Wednesday, August 18, 2010
The Foundation asserts that its members regularly assembled to worship as a “virtual congregation” by listening to sermons broadcast over the radio and the Internet at set times, referred to as “appointments to listen.” However, disseminating religious information, whether through print or broadcast media, does not fulfill the associational role required to qualify as a “church” under § 170. The fact that all the listeners simultaneously received the Foundation’s message over the radio or the Internet does not mean that those members associated with each other and worshiped communally. As the trial court observed, “[t]here is no evidence . . . that [the Foundation’s] adherents regard their experience while listening to [the Foundation’s] broadcasts as a shared experience with other . . . follow-ers, or as a communal experience in any way.”

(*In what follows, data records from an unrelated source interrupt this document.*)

//! Settings of a [`Client`](super::Client).

use cassandra_cql::frame::compression::Compressor;
use cassandra_cql::frame::request::startup::DEFAULT_CQL_PROTOCOL_VERSION;
use cassandra_cql::frame::response::event::Event;
use cassandra_cql::{Consistency, ProtocolVersion};
use std::fmt;
use std::sync::Arc;
use std::time::Duration;
use tokio::sync::mpsc;

use crate::authentication::AuthenticatorProvider;
use crate::network::{
    ConnectionConfig, ConnectionSelection, PeerDiscovery, SystemPeersDiscovery,
    VerifiedKeyspaceName, DEFAULT_MAX_REQUESTS,
};
use crate::policies::reconnection::{LoggingReconnectionPolicy, ReconnectionPolicy};
use crate::policies::retry::{FallthroughRetryPolicy, RetryPolicy};

pub const DEFAULT_PORT: u16 = 9042;

/// Configuration of a [`Client`](super::Client).
///
/// Usually built with a [`ClientBuilder`](super::ClientBuilder).
#[derive(Clone)]
pub struct ClientConfig {
    /// Seed nodes, as hostnames or IP addresses without a port.
    pub hosts: Vec<String>,

    /// Port of every node, seeds and discovered peers alike.
    pub port: u16,

    /// Timeout for opening a connection, including the handshake.
    pub connect_timeout: Duration,

    /// Keyspace applied with `USE` on every connection.
    pub keyspace: Option<String>,

    pub authenticator: Option<Arc<dyn AuthenticatorProvider>>,

    pub connections_per_node: usize,

    /// Used when a request does not set a consistency of its own.
    pub default_consistency: Consistency,

    /// Preferred compression. Connections to servers which do not support it
    /// fall back to no compression.
    pub compressor: Option<Arc<dyn Compressor>>,

    pub cql_version: String,

    /// Version requested first. Lower ones are tried when the server rejects it.
    pub protocol_version: ProtocolVersion,

    /// Stream ids per connection, capped by what the protocol version allows.
    pub max_requests_per_connection: usize,

    /// Used when a request does not set a timeout of its own. `None` waits forever.
    pub request_timeout: Option<Duration>,

    pub connection_selection: ConnectionSelection,

    pub retry_policy: Arc<dyn RetryPolicy>,

    pub reconnection_policy: Arc<dyn ReconnectionPolicy>,

    pub peer_discovery: Arc<dyn PeerDiscovery>,

    /// Whether to set the nodelay TCP flag.
    pub tcp_nodelay: bool,

    /// Whether requests issued close together may share one socket write.
    pub write_coalescing: bool,

    /// Receives topology, status and schema change events. One extra
    /// connection to the first reachable seed registers for them.
    pub event_sender: Option<mpsc::Sender<Event>>,
}

impl ClientConfig {
    pub fn new() -> Self {
        ClientConfig {
            hosts: vec!["localhost".to_owned()],
            port: DEFAULT_PORT,
            connect_timeout: Duration::from_secs(5),
            keyspace: None,
            authenticator: None,
            connections_per_node: 1,
            default_consistency: Consistency::default(),
            compressor: None,
            cql_version: DEFAULT_CQL_PROTOCOL_VERSION.to_owned(),
            protocol_version: ProtocolVersion::default(),
            max_requests_per_connection: DEFAULT_MAX_REQUESTS,
            request_timeout: Some(Duration::from_secs(30)),
            connection_selection: ConnectionSelection::default(),
            retry_policy: Arc::new(FallthroughRetryPolicy::new()),
            reconnection_policy: Arc::new(LoggingReconnectionPolicy),
            peer_discovery: Arc::new(SystemPeersDiscovery),
            tcp_nodelay: true,
            write_coalescing: true,
            event_sender: None,
        }
    }

    /// Adds a seed node, unless it is already known.
    pub fn add_host(&mut self, host: impl AsRef<str>) {
        let host = host.as_ref();
        if !self.hosts.iter().any(|known| known == host) {
            self.hosts.push(host.to_owned());
        }
    }

    pub fn add_hosts(&mut self, hosts: impl IntoIterator<Item = impl AsRef<str>>) {
        for host in hosts {
            self.add_host(host);
        }
    }

    pub(crate) fn connection_config(
        &self,
        keyspace: Option<VerifiedKeyspaceName>,
    ) -> ConnectionConfig {
        ConnectionConfig {
            connect_timeout: self.connect_timeout,
            compressor: self.compressor.clone(),
            cql_version: self.cql_version.clone(),
            protocol_version: self.protocol_version,
            max_requests: self.max_requests_per_connection,
            authenticator: self.authenticator.clone(),
            event_sender: None,
            keyspace,
            tcp_nodelay: self.tcp_nodelay,
            write_coalescing: self.write_coalescing,
        }
    }
}

impl Default for ClientConfig {
    fn default() -> Self {
        Self::new()
    }
}

impl fmt::Debug for ClientConfig {
    fn fmt(&self, f: &mut fmt::Formatter<'_>) -> fmt::Result {
        f.debug_struct("ClientConfig")
            .field("hosts", &self.hosts)
            .field("port", &self.port)
            .field("connect_timeout", &self.connect_timeout)
            .field("keyspace", &self.keyspace)
            .field("authenticator", &self.authenticator.is_some())
            .field("connections_per_node", &self.connections_per_node)
            .field("default_consistency", &self.default_consistency)
            .field("compressor", &self.compressor)
            .field("cql_version", &self.cql_version)
            .field("protocol_version", &self.protocol_version)
            .field("max_requests_per_connection", &self.max_requests_per_connection)
            .field("request_timeout", &self.request_timeout)
            .field("connection_selection", &self.connection_selection)
            .field("retry_policy", &self.retry_policy)
            .field("reconnection_policy", &self.reconnection_policy)
            .field("peer_discovery", &self.peer_discovery)
            .field("tcp_nodelay", &self.tcp_nodelay)
            .field("write_coalescing", &self.write_coalescing)
            .field("event_sender", &self.event_sender.is_some())
            .finish()
    }
}

#[cfg(test)]
mod tests {
    use super::*;

    #[test]
    fn defaults() {
        let config = ClientConfig::default();
        assert_eq!(config.hosts, vec!["localhost".to_owned()]);
        assert_eq!(config.port, 9042);
        assert_eq!(config.connect_timeout, Duration::from_secs(5));
        assert_eq!(config.connections_per_node, 1);
        assert_eq!(config.default_consistency, Consistency::Quorum);
        assert_eq!(config.max_requests_per_connection, 128);
        assert!(config.keyspace.is_none());
        assert!(config.compressor.is_none());
    }

    #[test]
    fn duplicate_hosts_are_ignored() {
        let mut config = ClientConfig::new();
        config.add_hosts(["10.0.0.1", "localhost", "10.0.0.1"]);
        assert_eq!(config.hosts, vec!["localhost", "10.0.0.1"]);
    }
}
use bytes::Bytes;
use cassandra_cql::frame::compression::Compressor;
use cassandra_cql::frame::frame_errors::CqlRequestSerializationError;
use cassandra_cql::frame::request::startup::{
    COMPRESSION, CQL_VERSION, DEFAULT_CQL_PROTOCOL_VERSION, DEFAULT_DRIVER_NAME,
    DEFAULT_DRIVER_VERSION, DRIVER_NAME, DRIVER_VERSION,
};
use cassandra_cql::frame::request::{
    self, AuthResponse, Execute, Options, Prepare, Query, Register, RequestOpcode,
    SerializableRequest, Startup,
};
use cassandra_cql::frame::response::event::{Event, EventType};
use cassandra_cql::frame::response::result::{self, Prepared};
use cassandra_cql::frame::response::{
    authenticate, NonErrorResponse, Response, ResponseOpcode, Supported,
};
use cassandra_cql::frame::{self, FrameParams, ProtocolVersion, SerializedRequest};
use futures::{future::RemoteHandle, FutureExt};
use std::borrow::Cow;
use std::cmp::Ordering;
use std::collections::{BTreeSet, HashMap};
use std::fmt;
use std::net::SocketAddr;
use std::sync::atomic::{AtomicU64, AtomicUsize, Ordering as AtomicOrdering};
use std::sync::{Arc, Mutex as StdMutex, MutexGuard, PoisonError};
use std::time::Duration;
use tokio::io::{split, AsyncRead, AsyncWrite, AsyncWriteExt, BufReader, BufWriter};
use tokio::net::TcpStream;
use tokio::sync::{mpsc, oneshot, watch, Notify};
use tokio::time::Instant;
use tracing::{debug, error, info, trace, warn};

use crate::authentication::AuthenticatorProvider;
use crate::errors::{
    BadKeyspaceName, BrokenConnectionError, ConnectionError, DbError, QueryError,
};
use crate::response::{QueryResponse, QueryResult};

/// Requests allowed in flight on one connection unless configured otherwise.
pub(crate) const DEFAULT_MAX_REQUESTS: usize = 128;

// An orphan is a stream id whose request nobody waits for anymore, because the
// caller timed out or dropped the future. The id stays reserved until the late
// response arrives. A connection holding more than OLD_ORPHAN_COUNT_THRESHOLD
// ids orphaned for longer than OLD_AGE_ORPHAN_THRESHOLD is shut down.
const OLD_ORPHAN_COUNT_THRESHOLD: usize = 1024;
const OLD_AGE_ORPHAN_THRESHOLD: Duration = Duration::from_secs(1);

static NEXT_CONNECTION_ID: AtomicU64 = AtomicU64::new(0);

/// Process-unique identifier of a connection. Never reused.
#[derive(Debug, Clone, Copy, PartialEq, Eq, Hash, PartialOrd, Ord)]
pub struct ConnectionId(u64);

impl ConnectionId {
    fn next() -> Self {
        ConnectionId(NEXT_CONNECTION_ID.fetch_add(1, AtomicOrdering::Relaxed))
    }
}

impl fmt::Display for ConnectionId {
    fn fmt(&self, f: &mut fmt::Formatter<'_>) -> fmt::Result {
        write!(f, "#{}", self.0)
    }
}

/// Lifecycle of a connection. `Closed` and `Failed` are final.
#[derive(Debug, Clone, Copy, PartialEq, Eq)]
pub enum ConnectionState {
    Connecting,
    Handshaking,
    Ready,
    Closing,
    Closed,
    Failed,
}

impl ConnectionState {
    pub fn is_terminal(self) -> bool {
        matches!(self, ConnectionState::Closed | ConnectionState::Failed)
    }
}
//! Request retries configuration.\
//! The `Client` asks a `RetryPolicy` what to do whenever the server answers a
//! request with an error. Transport failures, timeouts and client side errors
//! are never retried.

use crate::errors::QueryError;
use cassandra_cql::Consistency;

/// Information about a failed request
pub struct RequestInfo<'a> {
    /// The server error the request failed with
    pub error: &'a QueryError,
    /// A request is idempotent if it can be applied multiple times without changing the result of the initial application\
    /// If set to `true` we can be sure that it is idempotent\
    /// If set to `false` it is unknown whether it is idempotent
    pub is_idempotent: bool,
    /// Consistency with which the request failed
    pub consistency: Consistency,
}

#[derive(Clone, Copy, Debug, PartialEq, Eq)]
pub enum RetryDecision {
    RetrySameConnection(Option<Consistency>), // None means that the same consistency should be used as before
    RetryNextConnection(Option<Consistency>), // ditto
    DontRetry,
}

/// Specifies a policy used to decide when to retry a request
pub trait RetryPolicy: std::fmt::Debug + Send + Sync {
    /// Called for each new request, starts a session of deciding about retries
    fn new_session(&self) -> Box<dyn RetrySession>;
}

/// Used throughout a single request to decide when to retry it
pub trait RetrySession: Send + Sync {
    /// Called after the request failed - decide what to do next
    fn decide_should_retry(&mut self, request_info: RequestInfo) -> RetryDecision;
}
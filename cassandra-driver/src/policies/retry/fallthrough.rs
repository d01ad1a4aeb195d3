use super::{RequestInfo, RetryDecision, RetryPolicy, RetrySession};

/// Forwards all errors directly to the user, never retries
#[derive(Debug, Default, Clone, Copy)]
pub struct FallthroughRetryPolicy;

/// Implementation of [RetrySession] for [FallthroughRetryPolicy].
pub struct FallthroughRetrySession;

impl FallthroughRetryPolicy {
    pub fn new() -> FallthroughRetryPolicy {
        FallthroughRetryPolicy
    }
}

impl RetryPolicy for FallthroughRetryPolicy {
    fn new_session(&self) -> Box<dyn RetrySession> {
        Box::new(FallthroughRetrySession)
    }
}

impl RetrySession for FallthroughRetrySession {
    fn decide_should_retry(&mut self, _request_info: RequestInfo) -> RetryDecision {
        RetryDecision::DontRetry
    }
}
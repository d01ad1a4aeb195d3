//! Pluggable decisions the driver delegates to the user.

pub mod reconnection;
pub mod retry;
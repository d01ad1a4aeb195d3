//! The asynchronous client.

use bytes::Bytes;
use cassandra_cql::frame::frame_errors::{CqlRequestSerializationError, ValueSerializationError};
use cassandra_cql::frame::request::query::QueryParameters;
use cassandra_cql::frame::value::SerializedValues;
use cassandra_cql::{Consistency, CqlValue};
use futures::future::join_all;
use std::borrow::Cow;
use std::future::Future;
use std::net::{IpAddr, SocketAddr};
use std::sync::Arc;
use std::time::Duration;
use tokio::net::lookup_host;
use tracing::{debug, info, trace, warn};

use super::config::ClientConfig;
use crate::errors::{BadQuery, DbError, NewClientError, QueryError};
use crate::network::{Connection, ConnectionManager, VerifiedKeyspaceName};
use crate::policies::retry::{RequestInfo, RetryDecision};
use crate::response::{BatchResult, QueryResult};
use crate::statement::batch::{Batch, BatchType};
use crate::statement::prepared::PreparedStatement;
use crate::statement::ExecuteOptions;

/// A connected client of a Cassandra cluster.
///
/// Requests are spread over the connections of the [`ConnectionManager`]
/// according to the configured selection policy.
pub struct Client {
    config: ClientConfig,
    manager: ConnectionManager,
}

impl std::fmt::Debug for Client {
    fn fmt(&self, f: &mut std::fmt::Formatter<'_>) -> std::fmt::Result {
        f.debug_struct("Client")
            .field("config", &self.config)
            .field("nodes", &self.manager.nodes())
            .finish()
    }
}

The Foundation argues that it satisfied the associational test because its electronic ministry included a “call-in” show that enabled individuals to call and interact with the Foundation’s clergy over the telephone. Those conversations, according to the Foundation, were broadcast to listening congregants and subsequently transcribed for distribution. However, a call-in show, like other forms of broadcast ministry, does not provide individual congregants with the opportunity to interact and associate with each other in worship, and it therefore does not provide a basis for concluding that the Foundation’s religious activi-ties satisfied the associational test.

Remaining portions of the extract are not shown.